▸ **Work instruction**
Among the lines below, take the one holding "filename crates/gridcalc-formula/src/evaluator.rs", the one holding "impl fmt::Display for FormulaOutput", and all lines between them. Set them down exactly.

[Dataset items]
----------

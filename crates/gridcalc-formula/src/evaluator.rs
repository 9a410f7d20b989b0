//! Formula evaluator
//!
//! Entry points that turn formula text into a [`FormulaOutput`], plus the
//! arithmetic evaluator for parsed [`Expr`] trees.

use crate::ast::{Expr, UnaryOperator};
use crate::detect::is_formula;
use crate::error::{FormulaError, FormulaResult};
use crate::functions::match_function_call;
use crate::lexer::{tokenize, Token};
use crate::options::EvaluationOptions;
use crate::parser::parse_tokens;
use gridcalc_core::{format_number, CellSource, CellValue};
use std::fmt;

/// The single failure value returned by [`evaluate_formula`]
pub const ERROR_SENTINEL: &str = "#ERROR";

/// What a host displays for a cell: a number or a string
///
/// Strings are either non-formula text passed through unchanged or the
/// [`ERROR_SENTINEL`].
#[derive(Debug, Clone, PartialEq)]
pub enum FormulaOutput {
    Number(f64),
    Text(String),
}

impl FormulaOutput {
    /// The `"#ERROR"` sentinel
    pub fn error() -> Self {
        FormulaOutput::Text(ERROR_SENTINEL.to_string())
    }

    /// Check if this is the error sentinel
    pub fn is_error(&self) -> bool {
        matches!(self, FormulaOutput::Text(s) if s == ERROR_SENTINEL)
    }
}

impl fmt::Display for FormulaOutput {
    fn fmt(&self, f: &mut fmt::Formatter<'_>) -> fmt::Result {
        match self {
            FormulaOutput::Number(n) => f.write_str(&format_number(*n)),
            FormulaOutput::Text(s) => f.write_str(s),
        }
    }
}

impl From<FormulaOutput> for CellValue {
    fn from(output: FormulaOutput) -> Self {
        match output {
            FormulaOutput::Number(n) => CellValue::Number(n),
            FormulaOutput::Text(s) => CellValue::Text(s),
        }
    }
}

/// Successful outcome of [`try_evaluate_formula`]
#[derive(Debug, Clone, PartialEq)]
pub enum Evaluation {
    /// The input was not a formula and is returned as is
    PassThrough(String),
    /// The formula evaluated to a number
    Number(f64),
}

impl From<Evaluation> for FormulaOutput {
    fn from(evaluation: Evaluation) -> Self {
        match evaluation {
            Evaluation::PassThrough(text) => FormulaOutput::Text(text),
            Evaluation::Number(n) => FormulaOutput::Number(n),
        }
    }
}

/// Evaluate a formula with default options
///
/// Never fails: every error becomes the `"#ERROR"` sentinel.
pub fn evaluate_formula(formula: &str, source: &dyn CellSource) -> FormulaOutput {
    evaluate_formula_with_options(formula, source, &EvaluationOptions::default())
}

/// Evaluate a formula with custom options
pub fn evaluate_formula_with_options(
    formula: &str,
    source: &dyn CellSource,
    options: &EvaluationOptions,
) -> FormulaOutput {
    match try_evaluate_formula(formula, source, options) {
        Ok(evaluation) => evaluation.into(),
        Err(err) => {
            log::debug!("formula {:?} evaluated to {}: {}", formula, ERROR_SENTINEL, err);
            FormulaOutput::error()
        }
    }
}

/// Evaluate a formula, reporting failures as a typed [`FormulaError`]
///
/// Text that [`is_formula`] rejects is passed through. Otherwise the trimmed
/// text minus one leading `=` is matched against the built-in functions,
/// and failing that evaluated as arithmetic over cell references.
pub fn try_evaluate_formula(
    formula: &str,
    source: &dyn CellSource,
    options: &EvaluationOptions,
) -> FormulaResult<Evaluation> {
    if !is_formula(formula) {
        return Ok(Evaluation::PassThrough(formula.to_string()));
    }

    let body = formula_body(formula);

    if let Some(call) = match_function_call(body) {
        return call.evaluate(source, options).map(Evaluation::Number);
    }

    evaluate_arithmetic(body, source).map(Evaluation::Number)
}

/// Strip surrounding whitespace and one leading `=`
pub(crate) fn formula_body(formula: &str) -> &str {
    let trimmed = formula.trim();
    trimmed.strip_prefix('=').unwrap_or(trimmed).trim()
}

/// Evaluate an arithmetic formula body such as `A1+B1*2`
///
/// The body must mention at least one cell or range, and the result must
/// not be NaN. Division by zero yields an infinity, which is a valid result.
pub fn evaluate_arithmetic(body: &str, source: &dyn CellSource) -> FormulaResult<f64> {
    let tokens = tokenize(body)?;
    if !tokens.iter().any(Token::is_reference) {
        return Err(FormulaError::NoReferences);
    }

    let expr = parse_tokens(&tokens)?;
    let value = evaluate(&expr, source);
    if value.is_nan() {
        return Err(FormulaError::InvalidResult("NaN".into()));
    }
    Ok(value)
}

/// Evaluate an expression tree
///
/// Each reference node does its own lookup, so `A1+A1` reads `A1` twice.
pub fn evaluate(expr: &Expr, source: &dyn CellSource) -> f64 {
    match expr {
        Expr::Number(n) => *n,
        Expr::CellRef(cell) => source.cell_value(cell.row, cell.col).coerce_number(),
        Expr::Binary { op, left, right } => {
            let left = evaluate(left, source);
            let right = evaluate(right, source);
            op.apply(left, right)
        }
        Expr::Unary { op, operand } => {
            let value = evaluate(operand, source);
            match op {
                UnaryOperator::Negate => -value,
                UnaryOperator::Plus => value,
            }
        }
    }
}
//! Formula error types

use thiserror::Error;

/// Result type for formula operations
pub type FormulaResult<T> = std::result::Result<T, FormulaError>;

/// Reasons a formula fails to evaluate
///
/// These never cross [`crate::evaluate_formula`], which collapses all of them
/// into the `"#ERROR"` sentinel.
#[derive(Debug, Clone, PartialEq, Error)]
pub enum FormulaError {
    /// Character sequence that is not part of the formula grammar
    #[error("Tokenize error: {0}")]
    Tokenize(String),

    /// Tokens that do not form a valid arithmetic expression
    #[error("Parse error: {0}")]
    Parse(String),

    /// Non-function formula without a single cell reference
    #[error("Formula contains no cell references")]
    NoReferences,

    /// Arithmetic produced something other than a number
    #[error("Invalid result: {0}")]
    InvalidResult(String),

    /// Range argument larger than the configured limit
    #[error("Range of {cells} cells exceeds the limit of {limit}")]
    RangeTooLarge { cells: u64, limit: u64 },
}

----------

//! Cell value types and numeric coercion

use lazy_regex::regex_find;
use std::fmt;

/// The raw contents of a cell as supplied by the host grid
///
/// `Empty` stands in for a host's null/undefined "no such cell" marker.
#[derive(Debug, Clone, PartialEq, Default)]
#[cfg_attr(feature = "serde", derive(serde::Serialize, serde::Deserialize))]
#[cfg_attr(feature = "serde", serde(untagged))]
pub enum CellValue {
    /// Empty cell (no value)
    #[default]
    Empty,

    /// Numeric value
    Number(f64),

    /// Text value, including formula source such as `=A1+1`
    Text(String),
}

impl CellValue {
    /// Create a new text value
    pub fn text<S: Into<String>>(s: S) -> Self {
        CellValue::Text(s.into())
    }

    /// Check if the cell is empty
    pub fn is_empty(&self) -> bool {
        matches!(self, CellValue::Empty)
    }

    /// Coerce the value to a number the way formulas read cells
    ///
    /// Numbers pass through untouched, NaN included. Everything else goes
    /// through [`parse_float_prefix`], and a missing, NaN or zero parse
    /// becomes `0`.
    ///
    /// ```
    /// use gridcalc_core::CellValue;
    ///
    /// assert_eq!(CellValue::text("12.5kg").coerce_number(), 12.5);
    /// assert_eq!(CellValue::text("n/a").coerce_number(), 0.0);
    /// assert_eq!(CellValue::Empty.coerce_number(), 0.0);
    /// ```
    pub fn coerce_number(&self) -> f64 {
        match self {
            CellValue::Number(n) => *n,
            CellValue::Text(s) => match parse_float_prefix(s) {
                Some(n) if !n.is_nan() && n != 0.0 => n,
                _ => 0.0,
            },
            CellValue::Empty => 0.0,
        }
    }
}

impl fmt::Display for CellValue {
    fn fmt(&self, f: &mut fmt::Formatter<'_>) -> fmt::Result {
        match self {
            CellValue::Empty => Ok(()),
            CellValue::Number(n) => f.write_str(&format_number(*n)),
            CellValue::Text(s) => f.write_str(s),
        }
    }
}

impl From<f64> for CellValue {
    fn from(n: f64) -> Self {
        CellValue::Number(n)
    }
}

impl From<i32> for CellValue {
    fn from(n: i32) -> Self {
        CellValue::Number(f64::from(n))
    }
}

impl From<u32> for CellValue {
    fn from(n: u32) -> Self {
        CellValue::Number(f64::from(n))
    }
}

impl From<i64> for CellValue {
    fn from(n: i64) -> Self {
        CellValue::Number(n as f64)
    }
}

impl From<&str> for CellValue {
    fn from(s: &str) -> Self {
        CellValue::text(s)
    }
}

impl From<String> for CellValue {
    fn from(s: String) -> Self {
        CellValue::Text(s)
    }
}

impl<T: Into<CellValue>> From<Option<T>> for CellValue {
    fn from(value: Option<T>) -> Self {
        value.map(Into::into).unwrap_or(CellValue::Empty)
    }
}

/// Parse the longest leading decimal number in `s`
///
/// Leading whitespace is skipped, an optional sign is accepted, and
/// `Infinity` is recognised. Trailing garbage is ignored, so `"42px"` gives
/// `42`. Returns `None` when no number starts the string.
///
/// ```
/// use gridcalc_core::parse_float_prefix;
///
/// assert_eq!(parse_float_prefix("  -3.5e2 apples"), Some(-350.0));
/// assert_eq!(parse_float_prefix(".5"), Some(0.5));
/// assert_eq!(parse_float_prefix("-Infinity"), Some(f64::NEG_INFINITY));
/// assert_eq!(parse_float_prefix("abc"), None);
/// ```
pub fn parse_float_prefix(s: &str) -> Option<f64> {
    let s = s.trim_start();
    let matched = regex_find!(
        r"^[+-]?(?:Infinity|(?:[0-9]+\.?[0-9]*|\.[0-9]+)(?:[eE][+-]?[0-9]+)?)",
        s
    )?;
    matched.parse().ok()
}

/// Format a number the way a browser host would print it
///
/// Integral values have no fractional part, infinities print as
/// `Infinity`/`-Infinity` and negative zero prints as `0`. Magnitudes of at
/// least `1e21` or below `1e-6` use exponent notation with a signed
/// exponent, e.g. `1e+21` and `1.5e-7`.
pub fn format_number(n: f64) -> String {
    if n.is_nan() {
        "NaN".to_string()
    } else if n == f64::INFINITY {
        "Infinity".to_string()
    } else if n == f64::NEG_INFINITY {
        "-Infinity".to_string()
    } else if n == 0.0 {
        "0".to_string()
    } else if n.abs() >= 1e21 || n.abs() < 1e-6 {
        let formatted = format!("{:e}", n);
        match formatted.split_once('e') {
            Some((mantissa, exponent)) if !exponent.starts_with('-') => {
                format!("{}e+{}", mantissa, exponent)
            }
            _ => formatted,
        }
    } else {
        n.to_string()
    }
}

----------

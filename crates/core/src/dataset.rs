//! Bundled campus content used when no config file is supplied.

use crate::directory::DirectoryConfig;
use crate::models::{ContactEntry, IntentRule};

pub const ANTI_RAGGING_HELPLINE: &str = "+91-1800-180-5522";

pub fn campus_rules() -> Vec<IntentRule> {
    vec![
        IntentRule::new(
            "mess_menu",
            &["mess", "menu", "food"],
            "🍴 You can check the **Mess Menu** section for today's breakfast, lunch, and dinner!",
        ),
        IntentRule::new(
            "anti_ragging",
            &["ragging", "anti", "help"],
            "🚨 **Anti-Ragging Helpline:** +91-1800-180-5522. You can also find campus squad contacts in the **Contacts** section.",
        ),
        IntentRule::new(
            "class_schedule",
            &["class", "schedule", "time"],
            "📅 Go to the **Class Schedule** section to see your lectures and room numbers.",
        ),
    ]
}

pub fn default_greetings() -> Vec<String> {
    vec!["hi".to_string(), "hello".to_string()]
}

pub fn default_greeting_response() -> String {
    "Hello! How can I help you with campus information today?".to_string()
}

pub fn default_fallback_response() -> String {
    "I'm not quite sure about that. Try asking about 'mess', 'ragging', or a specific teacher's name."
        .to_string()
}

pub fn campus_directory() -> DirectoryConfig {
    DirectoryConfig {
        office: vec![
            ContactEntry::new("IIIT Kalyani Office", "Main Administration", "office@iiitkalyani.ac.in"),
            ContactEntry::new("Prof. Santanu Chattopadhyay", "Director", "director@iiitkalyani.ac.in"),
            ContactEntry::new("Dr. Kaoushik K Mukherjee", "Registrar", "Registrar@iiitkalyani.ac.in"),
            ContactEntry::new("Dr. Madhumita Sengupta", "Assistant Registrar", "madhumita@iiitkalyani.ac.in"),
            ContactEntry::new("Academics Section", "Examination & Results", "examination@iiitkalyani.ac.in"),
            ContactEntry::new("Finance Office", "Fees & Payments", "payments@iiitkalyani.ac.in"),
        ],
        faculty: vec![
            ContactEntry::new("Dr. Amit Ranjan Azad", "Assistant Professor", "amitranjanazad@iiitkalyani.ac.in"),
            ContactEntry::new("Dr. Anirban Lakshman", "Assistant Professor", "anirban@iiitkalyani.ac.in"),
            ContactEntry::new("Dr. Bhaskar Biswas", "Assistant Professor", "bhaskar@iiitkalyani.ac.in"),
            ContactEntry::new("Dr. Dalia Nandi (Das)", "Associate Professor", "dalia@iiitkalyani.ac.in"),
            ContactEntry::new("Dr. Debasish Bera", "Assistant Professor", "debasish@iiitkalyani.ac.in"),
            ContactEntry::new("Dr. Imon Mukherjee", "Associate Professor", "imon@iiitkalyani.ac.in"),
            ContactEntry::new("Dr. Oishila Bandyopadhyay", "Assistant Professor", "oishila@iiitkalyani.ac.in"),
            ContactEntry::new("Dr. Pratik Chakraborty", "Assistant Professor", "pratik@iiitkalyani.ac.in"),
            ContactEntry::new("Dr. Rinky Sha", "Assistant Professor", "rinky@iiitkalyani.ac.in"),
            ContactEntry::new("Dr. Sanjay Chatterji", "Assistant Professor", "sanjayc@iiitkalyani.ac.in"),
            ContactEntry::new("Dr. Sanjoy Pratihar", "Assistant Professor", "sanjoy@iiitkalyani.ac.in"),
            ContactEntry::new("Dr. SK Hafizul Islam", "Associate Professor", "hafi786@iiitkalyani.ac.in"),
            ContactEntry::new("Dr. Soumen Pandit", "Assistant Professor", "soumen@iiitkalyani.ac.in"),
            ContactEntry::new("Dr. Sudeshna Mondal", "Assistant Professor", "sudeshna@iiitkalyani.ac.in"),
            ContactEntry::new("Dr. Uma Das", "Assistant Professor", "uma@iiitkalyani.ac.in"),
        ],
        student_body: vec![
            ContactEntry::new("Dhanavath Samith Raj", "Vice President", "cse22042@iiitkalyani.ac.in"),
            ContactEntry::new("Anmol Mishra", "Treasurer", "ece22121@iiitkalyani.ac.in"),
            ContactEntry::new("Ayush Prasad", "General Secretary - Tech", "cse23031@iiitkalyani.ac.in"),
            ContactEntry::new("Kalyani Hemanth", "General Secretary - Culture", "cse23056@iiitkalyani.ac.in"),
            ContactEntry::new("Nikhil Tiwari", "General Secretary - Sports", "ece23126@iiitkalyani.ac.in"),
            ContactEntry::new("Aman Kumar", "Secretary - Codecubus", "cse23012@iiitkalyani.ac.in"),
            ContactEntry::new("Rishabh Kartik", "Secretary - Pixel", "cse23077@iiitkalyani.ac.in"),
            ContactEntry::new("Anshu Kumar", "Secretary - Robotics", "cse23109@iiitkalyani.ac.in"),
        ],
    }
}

----------

▸ **Result for this task**
filename crates/gridcalc-formula/src/evaluator.rs
repository 9a410f7d20b989b0
//! Formula evaluator
//!
//! Entry points that turn formula text into a [`FormulaOutput`], plus the
//! arithmetic evaluator for parsed [`Expr`] trees.

use crate::ast::{Expr, UnaryOperator};
use crate::detect::is_formula;
use crate::error::{FormulaError, FormulaResult};
use crate::functions::match_function_call;
use crate::lexer::{tokenize, Token};
use crate::options::EvaluationOptions;
use crate::parser::parse_tokens;
use gridcalc_core::{format_number, CellSource, CellValue};
use std::fmt;

/// The single failure value returned by [`evaluate_formula`]
pub const ERROR_SENTINEL: &str = "#ERROR";

/// What a host displays for a cell: a number or a string
///
/// Strings are either non-formula text passed through unchanged or the
/// [`ERROR_SENTINEL`].
#[derive(Debug, Clone, PartialEq)]
pub enum FormulaOutput {
    Number(f64),
    Text(String),
}

impl FormulaOutput {
    /// The `"#ERROR"` sentinel
    pub fn error() -> Self {
        FormulaOutput::Text(ERROR_SENTINEL.to_string())
    }

    /// Check if this is the error sentinel
    pub fn is_error(&self) -> bool {
        matches!(self, FormulaOutput::Text(s) if s == ERROR_SENTINEL)
    }
}

impl fmt::Display for FormulaOutput {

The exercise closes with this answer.